What Are The Different Types Of Criminal Justice School Accreditation?
For web-based criminology and criminal justice related distance education programs, the Criminal Justice Distance Learning Consortium (CJDLC) has laid down accreditation guidelines. These guidelines are themselves based on those developed by the Southern Regional Electronic Campus (SREC), the Academy of Criminal Justice Sciences (ACJS) and regional academic acrrediting agencies including thezz Southern Association of Colleges and Schools (SACS) and the Western Association of Colleges and Schools.
The CJDLC guidelines without actually duplicating them, incorporate the basics of these organizations. The premise is that the applying institutions have already fulfilled the quality standards of these local and regional accrediting agencies.

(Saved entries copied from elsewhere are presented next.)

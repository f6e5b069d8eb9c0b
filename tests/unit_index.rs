// tests/unit_index.rs
//! Tests for the structural index: universe construction and the
//! reverse-usage graph.

use regroup_core::index::ProjectIndex;
use regroup_core::model::ProjectModel;

fn fixture() -> ProjectModel {
    ProjectModel::from_json(
        r#"{
            "packages": ["app"],
            "classes": [
                {"name": "app.Outer", "package": "app", "nested": ["app.Outer.Inner"]},
                {"name": "app.Outer.Inner", "package": ""},
                {"name": "app.Anon$1", "package": "app", "anonymous": true},
                {"name": "app.Base", "package": "app"},
                {
                    "name": "app.Derived",
                    "package": "app",
                    "super_class": "app.Base",
                    "supers": ["app.Base"],
                    "fields": [{"name": "app.Derived.other", "type_class": "app.Outer"}]
                }
            ],
            "methods": [
                {"name": "app.Base.m()", "class": "app.Base"},
                {
                    "name": "app.Derived.f()",
                    "class": "app.Derived",
                    "calls": ["app.Base.m()"],
                    "mentions": ["app.Outer"]
                }
            ]
        }"#,
    )
    .unwrap()
}

#[test]
fn test_class_universe_descends_packages_and_nesting() {
    let model = fixture();
    let index = ProjectIndex::bind(&model);

    let classes = index.classes();
    assert!(classes.contains("app.Outer"));
    assert!(
        classes.contains("app.Outer.Inner"),
        "nested class reached through its outer class"
    );
    assert!(classes.contains("app.Base"));
    assert!(classes.contains("app.Derived"));
    assert!(!classes.contains("app.Anon$1"), "anonymous excluded");
}

#[test]
fn test_method_universe_includes_inherited() {
    let model = fixture();
    let index = ProjectIndex::bind(&model);

    assert!(index.methods().contains("app.Base.m()"));
    assert!(index.methods().contains("app.Derived.f()"));

    let derived_methods = index.all_methods_of("app.Derived");
    assert!(derived_methods.contains("app.Derived.f()"));
    assert!(
        derived_methods.contains("app.Base.m()"),
        "inherited through the superclass chain"
    );
}

#[test]
fn test_users_via_field_types_calls_and_mentions() {
    let model = fixture();
    let index = ProjectIndex::bind(&model);

    let outer_users = index.users_of("app.Outer");
    assert!(
        outer_users.contains("app.Derived"),
        "field type and body mention both register the class"
    );

    let m_users = index.users_of("app.Base.m()");
    assert!(m_users.contains("app.Derived.f()"));

    assert!(index.users_of("app.Base").is_empty());
    assert!(index.users_of("not.in.model").is_empty());
}

#[test]
fn test_empty_model_yields_empty_universe() {
    let model = ProjectModel::default();
    let index = ProjectIndex::bind(&model);
    assert!(index.classes().is_empty());
    assert!(index.methods().is_empty());
}
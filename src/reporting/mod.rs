// src/reporting/mod.rs
//! Presentation layer: the core emits plain structured data; these
//! renderers turn it into console or JSON output.

pub mod console;
pub mod json;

Regional Accrediting agencies refer to six main bodies, the New England Association of Schools and Colleges (Connecticut, Maine, Massachusetts, New Hampshire, Rhode Island and Vermont), the Southern Association of Colleges and Schools (Alabama, Florida, Georgia, Kentucky, Louisiana, Mississippi, North Carolina, South Carolina, Tennessee, Texas and Virginia), the Middle States Association of Colleges and Schools (Delaware, the District of Columbia, Maryland, New Jersey, New York, Pennsylvania, Puerto Rico, the US Virgin Islands and Panama).

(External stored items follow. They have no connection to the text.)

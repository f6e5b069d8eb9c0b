// src/vectors.rs
//! Entity Vector Model: the metrics table and the normalized per-entity
//! metric vectors built from it.
//!
//! Component order is the sorted metric-name order of the entity's
//! category; every raw value is divided by the grand total over all
//! entities in the run, so all components are commensurate fractions.

use serde::{Deserialize, Serialize};
use std::collections::{BTreeMap, HashMap};
use std::fs;
use std::path::Path;

use crate::error::{RegroupError, Result};
use crate::model::EntityKind;

/// Per category: metric name → entity name → raw value. `BTreeMap` keys
/// fix the metric registration order for the whole run.
#[derive(Debug, Clone, Default, Serialize, Deserialize)]
pub struct MetricsTable {
    #[serde(default)]
    pub class_metrics: BTreeMap<String, BTreeMap<String, f64>>,
    #[serde(default)]
    pub method_metrics: BTreeMap<String, BTreeMap<String, f64>>,
}

impl MetricsTable {
    /// Parses a table from its JSON representation.
    ///
    /// # Errors
    /// Returns an error when the document is malformed.
    pub fn from_json(content: &str) -> Result<Self> {
        Ok(serde_json::from_str(content)?)
    }

    /// Loads a table document from disk.
    ///
    /// # Errors
    /// Returns an error on I/O failure or a malformed document.
    pub fn load(path: &Path) -> Result<Self> {
        let content = fs::read_to_string(path).map_err(|source| RegroupError::Io {
            source,
            path: path.to_path_buf(),
        })?;
        Self::from_json(&content)
    }

    #[must_use]
    pub fn metrics_for(&self, kind: EntityKind) -> &BTreeMap<String, BTreeMap<String, f64>> {
        match kind {
            EntityKind::Class => &self.class_metrics,
            EntityKind::Method => &self.method_metrics,
        }
    }

    /// Registers a metric column, creating it empty when absent.
    pub fn register(&mut self, kind: EntityKind, metric: &str) {
        let metrics = match kind {
            EntityKind::Class => &mut self.class_metrics,
            EntityKind::Method => &mut self.method_metrics,
        };
        metrics.entry(metric.to_string()).or_default();
    }

    /// Records a raw value for one entity under one metric.
    pub fn post(&mut self, kind: EntityKind, metric: &str, entity: &str, value: f64) {
        let metrics = match kind {
            EntityKind::Class => &mut self.class_metrics,
            EntityKind::Method => &mut self.method_metrics,
        };
        metrics
            .entry(metric.to_string())
            .or_default()
            .insert(entity.to_string(), value);
    }
}

/// Normalized metric vectors for every entity in the run.
#[derive(Debug, Clone, Default)]
pub struct VectorModel {
    vectors: HashMap<String, Vec<f64>>,
}

impl VectorModel {
    /// Builds the vectors for the given class and method universes.
    /// Missing values contribute zero to both the vector slot and the
    /// normalization sum. A grand total of zero leaves all components at
    /// zero rather than dividing by it.
    #[must_use]
    pub fn build(table: &MetricsTable, classes: &[String], methods: &[String]) -> Self {
        let mut sum = 0.0;
        for class in classes {
            for values in table.class_metrics.values() {
                sum += values.get(class).copied().unwrap_or(0.0);
            }
        }
        for method in methods {
            for values in table.method_metrics.values() {
                sum += values.get(method).copied().unwrap_or(0.0);
            }
        }

        let mut vectors = HashMap::new();
        for class in classes {
            vectors.insert(
                class.clone(),
                normalized_vector(&table.class_metrics, class, sum),
            );
        }
        for method in methods {
            vectors.insert(
                method.clone(),
                normalized_vector(&table.method_metrics, method, sum),
            );
        }
        Self { vectors }
    }

    /// The entity's vector; empty for names outside the run.
    #[must_use]
    pub fn vector_of(&self, name: &str) -> &[f64] {
        self.vectors.get(name).map_or(&[], Vec::as_slice)
    }
}

fn normalized_vector(
    metrics: &BTreeMap<String, BTreeMap<String, f64>>,
    entity: &str,
    sum: f64,
) -> Vec<f64> {
    metrics
        .values()
        .map(|values| {
            let raw = values.get(entity).copied().unwrap_or(0.0);
            if sum == 0.0 {
                0.0
            } else {
                raw / sum
            }
        })
        .collect()
}

#[cfg(test)]
mod tests {
    use super::*;

    fn table() -> MetricsTable {
        MetricsTable::from_json(
            r#"{
                "class_metrics": {
                    "noc": {"A": 1.0},
                    "dit": {"A": 2.0, "B": 1.0}
                },
                "method_metrics": {
                    "fan_in": {"A.m()": 4.0}
                }
            }"#,
        )
        .unwrap()
    }

    #[test]
    fn test_grand_sum_normalization() {
        let classes = vec!["A".to_string(), "B".to_string()];
        let methods = vec!["A.m()".to_string()];
        let model = VectorModel::build(&table(), &classes, &methods);

        // Grand total: 1 + 2 + 1 + 4 = 8. Component order is sorted
        // metric names: dit, noc.
        assert_eq!(model.vector_of("A"), &[2.0 / 8.0, 1.0 / 8.0]);
        assert_eq!(model.vector_of("B"), &[1.0 / 8.0, 0.0]);
        assert_eq!(model.vector_of("A.m()"), &[0.5]);
    }

    #[test]
    fn test_zero_total_stays_zero() {
        let table = MetricsTable::default();
        let classes = vec!["A".to_string()];
        let model = VectorModel::build(&table, &classes, &[]);
        assert!(model.vector_of("A").is_empty());
        assert!(model.vector_of("unknown").is_empty());
    }
}
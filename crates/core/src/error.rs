// SPDX-License-Identifier: BUSL-1.1
// Copyright (c) 2026 Alfred Jean LLC

//! Shared error taxonomy (spec §7).

use thiserror::Error;

/// Validation errors, surfaced as HTTP 400/404 and never logged at ERROR
/// unless they indicate a client contract bug (spec §7).
#[derive(Debug, Error, Clone, PartialEq, Eq)]
pub enum ValidationError {
    #[error("unsupported config parameter {parameter:?} for backend {backend:?}: {reason}")]
    UnsupportedParameter {
        backend: String,
        parameter: String,
        reason: String,
    },
    #[error("job not found: {0}")]
    JobNotFound(String),
    #[error("invalid job id: {0}")]
    InvalidJobId(String),
}
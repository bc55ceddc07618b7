// SPDX-License-Identifier: BUSL-1.1
// Copyright (c) 2026 Alfred Jean LLC

//! Environment and file-based configuration, following the donor's
//! `daemon::env` pattern of small named accessor functions with
//! documented defaults, plus an optional `config.toml` overlay for fields
//! without a natural environment-variable shape.

use serde::Deserialize;
use std::collections::HashSet;
use std::path::PathBuf;
use std::time::Duration;

use crate::error::{EngineError, EngineResult};

/// Root directory under which `logs/`, jobs' artifact directories, and
/// the WAL live.
pub fn volume_root() -> PathBuf {
    std::env::var("VOLUME_ROOT")
        .map(PathBuf::from)
        .unwrap_or_else(|_| PathBuf::from("/var/lib/oj"))
}

pub fn log_dir() -> PathBuf {
    std::env::var("LOG_DIR")
        .map(PathBuf::from)
        .unwrap_or_else(|_| volume_root().join("logs"))
}

/// Minimum level written to the structured logger; `RUST_LOG`-style
/// directive parsed by `tracing_subscriber::EnvFilter`.
pub fn log_level() -> String {
    std::env::var("LOG_LEVEL").unwrap_or_else(|_| "info".to_string())
}

/// `"production"` or `"development"`; toggles pretty vs. compact console
/// rendering in development while the on-disk JSON stays the same shape.
pub fn mode() -> String {
    std::env::var("MODE").unwrap_or_else(|_| "production".to_string())
}

/// Queue visibility timeout before a leased-but-unacked item is eligible
/// for redelivery (spec §4.3, default 60s).
pub fn visibility_timeout() -> Duration {
    std::env::var("OJ_VISIBILITY_TIMEOUT_MS")
        .ok()
        .and_then(|s| s.parse::<u64>().ok())
        .map(Duration::from_millis)
        .unwrap_or(Duration::from_secs(60))
}

/// Forced-cancel deadline after a cancellation is requested (spec §4.5,
/// default 10s).
pub fn cancel_deadline() -> Duration {
    std::env::var("OJ_CANCEL_DEADLINE_MS")
        .ok()
        .and_then(|s| s.parse::<u64>().ok())
        .map(Duration::from_millis)
        .unwrap_or(Duration::from_secs(10))
}

/// Delay before a single retry of a transient plugin failure (spec §4.3,
/// default 30s).
pub fn retry_delay() -> Duration {
    std::env::var("OJ_RETRY_DELAY_MS")
        .ok()
        .and_then(|s| s.parse::<u64>().ok())
        .map(Duration::from_millis)
        .unwrap_or(Duration::from_secs(30))
}

/// Overlay read from `{VOLUME_ROOT}/config.toml` (or `OJ_CONFIG_PATH`) for
/// fields that don't have a natural environment-variable shape: the set
/// of `error_type` values eligible for a single automatic retry, and a
/// per-job wall-clock timeout ceiling.
#[derive(Debug, Clone, Deserialize, Default)]
pub struct FileOverlay {
    #[serde(default)]
    pub retryable_error_types: HashSet<String>,
    #[serde(default)]
    pub job_timeout_secs: Option<u64>,
}

impl FileOverlay {
    pub fn load() -> EngineResult<Self> {
        let path = std::env::var("OJ_CONFIG_PATH")
            .map(PathBuf::from)
            .unwrap_or_else(|_| volume_root().join("config.toml"));
        if !path.exists() {
            return Ok(Self::default());
        }
        let raw = std::fs::read_to_string(&path).map_err(EngineError::Io)?;
        toml::from_str(&raw).map_err(|e| EngineError::Config(e.to_string()))
    }
}

/// Assembled configuration for one daemon process.
#[derive(Debug, Clone)]
pub struct Config {
    pub volume_root: PathBuf,
    pub log_dir: PathBuf,
    pub log_level: String,
    pub mode: String,
    pub visibility_timeout: Duration,
    pub cancel_deadline: Duration,
    pub retry_delay: Duration,
    pub retryable_error_types: HashSet<String>,
    pub job_timeout: Option<Duration>,
}

impl Config {
    pub fn load() -> EngineResult<Self> {
        let overlay = FileOverlay::load()?;
        Ok(Self {
            volume_root: volume_root(),
            log_dir: log_dir(),
            log_level: log_level(),
            mode: mode(),
            visibility_timeout: visibility_timeout(),
            cancel_deadline: cancel_deadline(),
            retry_delay: retry_delay(),
            retryable_error_types: overlay.retryable_error_types,
            job_timeout: overlay.job_timeout_secs.map(Duration::from_secs),
        })
    }

    pub fn is_retryable(&self, error_type: &str) -> bool {
        self.retryable_error_types.contains(error_type)
    }
}

#[cfg(test)]
#[path = "config_tests.rs"]
mod tests;
use super::*;

#[test]
fn job_id_has_expected_shape() {
    let id = JobId::new(JobKind::Training);
    assert!(id.as_str().starts_with("train-"));
    assert_eq!(id.as_str().len(), "train-".len() + 12);
    assert_eq!(id.kind(), Some(JobKind::Training));
}

#[test]
fn job_id_generation_prefix() {
    let id = JobId::new(JobKind::Generation);
    assert!(id.as_str().starts_with("gen-"));
    assert_eq!(id.kind(), Some(JobKind::Generation));
}

#[test]
fn job_ids_are_unique() {
    let a = JobId::new(JobKind::Training);
    let b = JobId::new(JobKind::Training);
    assert_ne!(a.as_str(), b.as_str());
}

#[test]
fn job_id_round_trips_through_serde() {
    let id = JobId::new(JobKind::Training);
    let json = serde_json::to_string(&id).expect("serialize");
    let back: JobId = serde_json::from_str(&json).expect("deserialize");
    assert_eq!(id.as_str(), back.as_str());
}

#[test]
fn path_safe_job_id_rejects_traversal() {
    assert!(is_path_safe_job_id("train-aaaa00000001"));
    assert!(!is_path_safe_job_id("../etc/passwd"));
    assert!(!is_path_safe_job_id("train/../../x"));
    assert!(!is_path_safe_job_id(""));
}

#[test]
fn correlation_id_accepts_valid_header() {
    let id = CorrelationId::from_header_value("fe-abc123").expect("valid");
    assert_eq!(id.as_str(), "fe-abc123");
}

#[test]
fn correlation_id_rejects_invalid_header() {
    assert!(CorrelationId::from_header_value("").is_none());
    assert!(CorrelationId::from_header_value("has space").is_none());
    assert!(CorrelationId::from_header_value(&"x".repeat(65)).is_none());
}

#[test]
fn correlation_id_generate_uses_prefix() {
    let id = CorrelationId::generate(CORRELATION_PREFIX_FRONTEND);
    assert!(id.as_str().starts_with("fe-"));
}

Also, the North Central Association of Colleges and Schools (Arkansas, Arizona, Colorado, Iowa, Illinois, Indiana, Kansas, Michigan, Minnesota, Missouri, North Dakota, Nebraska, Ohio, Oklahoma, New Mexico, South Dakota, Wisconsin, West Virginia and Wyoming), the Western Association of Schools and Colleges (California, Hawaii, the territories of Guam, American Samoa, Federated States of Micronesia, Republic of Palau, Commonwealth of the Northern Marianas Islands, the Pacific Basin and East Asia) and the Northwest Association of Schools and Colleges (Alaska, Idaho, Montana, Nevada, Oregon, Utah and Washington).

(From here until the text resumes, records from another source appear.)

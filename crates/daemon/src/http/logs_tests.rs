use super::super::test_support;
use super::*;
use oj_core::{CorrelationId, JobId, Stage};

fn entry(job_id: JobId, level: LogLevel, event: &str) -> JobLogEntry {
    JobLogEntry {
        ts: chrono::Utc::now(),
        level,
        service: "worker".to_string(),
        job_id,
        event: event.to_string(),
        msg: format!("{event} happened"),
        correlation_id: None,
        fields: None,
        status: None,
        stage: Some(Stage::Training),
        step: None,
        steps_total: None,
        progress_pct: None,
        loss: None,
        lr: None,
        eta_seconds: None,
        sample_path: None,
        error: None,
        error_type: None,
        error_stack: None,
    }
}

fn seed_job_with_events(fixture: &test_support::Fixture, build_entries: impl Fn(JobId) -> Vec<JobLogEntry>) -> String {
    let job = fixture
        .state
        .store
        .create_job(oj_core::JobKind::Training, CorrelationId::generate_api(), serde_json::json!({}), chrono::Utc::now())
        .unwrap();
    let path = log_file::events_path(&fixture.state.config.volume_root, job.id.as_str());
    std::fs::create_dir_all(path.parent().unwrap()).unwrap();
    let body: String = build_entries(job.id)
        .iter()
        .map(|e| format!("{}\n", serde_json::to_string(e).unwrap()))
        .collect();
    std::fs::write(&path, body).unwrap();
    job.id.to_string()
}

#[tokio::test]
async fn view_logs_filters_by_level_and_event() {
    let fixture = test_support::build();
    let id = seed_job_with_events(&fixture, |job_id| {
        vec![
            entry(job_id, LogLevel::Info, "training.step"),
            entry(job_id, LogLevel::Error, "training.step"),
            entry(job_id, LogLevel::Info, "training.start"),
        ]
    });

    let response = view_logs(
        State(fixture.state.clone()),
        Path(id.clone()),
        Query(ViewQuery {
            level: Some("ERROR".to_string()),
            ..Default::default()
        }),
    )
    .await
    .unwrap()
    .into_response();
    let body = axum::body::to_bytes(response.into_body(), usize::MAX).await.unwrap();
    let view: ViewResponse = serde_json::from_slice(&body).unwrap();
    assert_eq!(view.entries.len(), 1);
    assert_eq!(view.total, 1);
}

#[tokio::test]
async fn view_logs_limit_zero_returns_no_entries_but_correct_total() {
    let fixture = test_support::build();
    let id = seed_job_with_events(&fixture, |job_id| {
        vec![entry(job_id, LogLevel::Info, "a"), entry(job_id, LogLevel::Info, "b")]
    });

    let response = view_logs(
        State(fixture.state.clone()),
        Path(id),
        Query(ViewQuery {
            limit: Some(0),
            ..Default::default()
        }),
    )
    .await
    .unwrap()
    .into_response();
    let body = axum::body::to_bytes(response.into_body(), usize::MAX).await.unwrap();
    let view: ViewResponse = serde_json::from_slice(&body).unwrap();
    assert!(view.entries.is_empty());
    assert_eq!(view.total, 2);
}

#[tokio::test]
async fn download_logs_streams_the_raw_file() {
    let fixture = test_support::build();
    let id = seed_job_with_events(&fixture, |job_id| vec![entry(job_id, LogLevel::Info, "a")]);

    let response = download_logs(State(fixture.state.clone()), Path(id.clone())).await.unwrap().into_response();
    assert_eq!(
        response.headers().get(header::CONTENT_TYPE).unwrap(),
        "application/x-ndjson"
    );
    let disposition = response.headers().get(header::CONTENT_DISPOSITION).unwrap().to_str().unwrap();
    assert!(disposition.contains(&id));
}

#[tokio::test]
async fn unknown_job_is_rejected() {
    let fixture = test_support::build();
    let result = view_logs(
        State(fixture.state.clone()),
        Path("train-000000000099".to_string()),
        Query(ViewQuery::default()),
    )
    .await;
    assert!(matches!(result, Err(ApiError::JobNotFound(_))));
}
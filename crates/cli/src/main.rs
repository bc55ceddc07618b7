// SPDX-License-Identifier: BUSL-1.1
// Copyright (c) 2026 Alfred Jean LLC

//! `oj`: a read-only companion to `ojd`. Reads the same on-disk state the
//! daemon writes (the WAL-backed job store and `logs/jobs/{id}/...`) to
//! assemble debug bundles and print job status, without needing the API
//! process to be running.

#![cfg_attr(test, allow(clippy::panic))]
#![cfg_attr(test, allow(clippy::unwrap_used))]
#![cfg_attr(test, allow(clippy::expect_used))]

mod commands;

use clap::{Parser, Subcommand};

#[derive(Parser)]
#[command(name = "oj", version, about = "Odd Jobs CLI")]
struct Cli {
    #[command(subcommand)]
    command: Command,
}

#[derive(Subcommand)]
enum Command {
    /// Assemble a job's debug bundle and write it to local disk.
    Bundle(commands::bundle::BundleArgs),
    /// Inspect jobs recorded in the job store.
    #[command(subcommand)]
    Jobs(commands::jobs::JobsCommand),
}

fn main() -> anyhow::Result<()> {
    let cli = Cli::parse();
    let result = match cli.command {
        Command::Bundle(args) => commands::bundle::run(args),
        Command::Jobs(cmd) => commands::jobs::run(cmd),
    };

    if let Err(err) = result {
        eprintln!("error: {err:#}");
        std::process::exit(1);
    }
    Ok(())
}
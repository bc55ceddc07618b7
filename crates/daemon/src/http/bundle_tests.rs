use super::super::test_support;
use super::*;

#[tokio::test]
async fn debug_bundle_is_a_zip_attachment() {
    let fixture = test_support::build();
    let now = chrono::Utc::now();
    let job = fixture
        .state
        .store
        .create_job(oj_core::JobKind::Training, oj_core::CorrelationId::generate_api(), serde_json::json!({}), now)
        .unwrap();

    let response = debug_bundle(State(fixture.state.clone()), Path(job.id.to_string())).await.unwrap().into_response();
    assert_eq!(response.headers().get(header::CONTENT_TYPE).unwrap(), "application/zip");
    let disposition = response.headers().get(header::CONTENT_DISPOSITION).unwrap().to_str().unwrap();
    assert!(disposition.contains(&job.id.to_string()));

    let body = axum::body::to_bytes(response.into_body(), usize::MAX).await.unwrap();
    assert!(!body.is_empty());
    assert_eq!(&body[..2], b"PK");
}

#[tokio::test]
async fn unknown_job_returns_not_found() {
    let fixture = test_support::build();
    let result = debug_bundle(State(fixture.state.clone()), Path("train-000000000099".to_string())).await;
    assert!(matches!(result, Err(ApiError::JobNotFound(_))));
}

There are also two additional bodies within the main RA, which are behind the Best Practices movement in distance education and include the Western Association’s Accrediting Commission for Senior Colleges and Universities and North Central’s Higher Learning Commission.
Accreditation from any of these eight groups is considered to be the best accreditation possible for a school. They are also recipients of the US Department of Education funding and their method of operation is mainly by site visit-peer review.
Following RA-accreditation there are also DETC and ACCSCT accredited schools. At these levels there are some outstanding program-level accreditation schemes. In some cases, the school itself may not be accredited but specific courses of study may be accredited.